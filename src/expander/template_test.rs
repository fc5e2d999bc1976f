use super::*;
use crate::clipboard::test_fixtures::StaticClipboard;
use chrono::NaiveDate;

fn processor() -> TemplateProcessor {
    TemplateProcessor::with_clipboard(Box::new(StaticClipboard::with_text("from clipboard")))
}

fn fixed_now() -> NaiveDateTime {
    NaiveDate::from_ymd_opt(2024, 3, 9)
        .unwrap()
        .and_hms_opt(7, 5, 3)
        .unwrap()
}

fn vars(pairs: &[(&str, &str)]) -> HashMap<String, String> {
    pairs
        .iter()
        .map(|(k, v)| (k.to_string(), v.to_string()))
        .collect()
}

#[test]
fn test_date_keeps_surrounding_text() {
    let result = processor().render("Today is {DATE}.", &HashMap::new());

    assert!(result.text.starts_with("Today is "));
    assert!(result.text.ends_with('.'));
    assert_eq!(result.cursor_offset, 0);
}

#[test]
fn test_date_time_formats() {
    let p = processor();
    let empty = HashMap::new();

    assert_eq!(p.render_at("{DATE}", &empty, fixed_now()).text, "2024-03-09");
    assert_eq!(p.render_at("{TIME}", &empty, fixed_now()).text, "07:05:03");
    assert_eq!(
        p.render_at("{DATETIME}", &empty, fixed_now()).text,
        "2024-03-09 07:05:03"
    );
}

#[test]
fn test_builtin_tokens_are_case_insensitive() {
    let result = processor().render_at("{date}/{Time}", &HashMap::new(), fixed_now());
    assert_eq!(result.text, "2024-03-09/07:05:03");
}

#[test]
fn test_cursor_offset_from_end() {
    let result = processor().render("Hello{CURSOR}World", &HashMap::new());

    assert_eq!(result.text, "HelloWorld");
    assert_eq!(result.cursor_offset, 5);
}

#[test]
fn test_cursor_at_end_and_start() {
    let p = processor();
    assert_eq!(p.render("abc{CURSOR}", &HashMap::new()).cursor_offset, 0);

    let result = p.render("{CURSOR}abc", &HashMap::new());
    assert_eq!(result.text, "abc");
    assert_eq!(result.cursor_offset, 3);
}

#[test]
fn test_multiple_cursors_last_wins() {
    let result = processor().render("a{CURSOR}bc{cursor}def", &HashMap::new());

    assert_eq!(result.text, "abcdef");
    assert_eq!(result.cursor_offset, 3);
}

#[test]
fn test_cursor_offset_counts_characters_not_bytes() {
    let result = processor().render("<{CURSOR}ñü>", &HashMap::new());
    assert_eq!(result.cursor_offset, 3);
}

#[test]
fn test_custom_variable_substitution() {
    let result = processor().render("Hi {NAME}", &vars(&[("NAME", "Alice")]));
    assert_eq!(result.text, "Hi Alice");
}

#[test]
fn test_custom_variable_lookup_uppercases_token() {
    let result = processor().render("Hi {name} at {Company}", &vars(&[("NAME", "Alice"), ("COMPANY", "Acme")]));
    assert_eq!(result.text, "Hi Alice at Acme");
}

#[test]
fn test_unknown_token_is_emitted_verbatim() {
    let result = processor().render("Value: {unknown} end", &HashMap::new());
    assert_eq!(result.text, "Value: {unknown} end");
}

#[test]
fn test_unclosed_brace_is_literal() {
    let result = processor().render("a {b c", &HashMap::new());
    assert_eq!(result.text, "a {b c");

    let result = processor().render("trailing {", &HashMap::new());
    assert_eq!(result.text, "trailing {");
}

#[test]
fn test_token_runs_to_first_closing_brace() {
    let result = processor().render("{a{b}c}", &HashMap::new());
    assert_eq!(result.text, "{a{b}c}");

    let result = processor().render("{{NAME}}", &vars(&[("NAME", "x")]));
    assert_eq!(result.text, "{{NAME}}");
}

#[test]
fn test_empty_braces_kept() {
    let result = processor().render("{}", &HashMap::new());
    assert_eq!(result.text, "{}");
}

#[test]
fn test_clipboard_substitution() {
    let result = processor().render("[{CLIPBOARD}]", &HashMap::new());
    assert_eq!(result.text, "[from clipboard]");
}

#[test]
fn test_clipboard_failure_substitutes_empty() {
    let p = TemplateProcessor::with_clipboard(Box::new(StaticClipboard::failing()));
    let result = p.render("[{CLIPBOARD}]", &HashMap::new());
    assert_eq!(result.text, "[]");
}

#[test]
fn test_empty_template() {
    let result = processor().render("", &HashMap::new());
    assert_eq!(result, RenderResult::default());
}

#[test]
fn test_builtins_shadow_custom_variables() {
    let result = processor().render_at("{DATE}", &vars(&[("DATE", "custom")]), fixed_now());
    assert_eq!(result.text, "2024-03-09");
}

_WHAT IS REQUIRED:_
Tell how many lines of the records above hold the string "Value". Give no other text.

_RESPONSE FOR THIS EXERCISE:_
2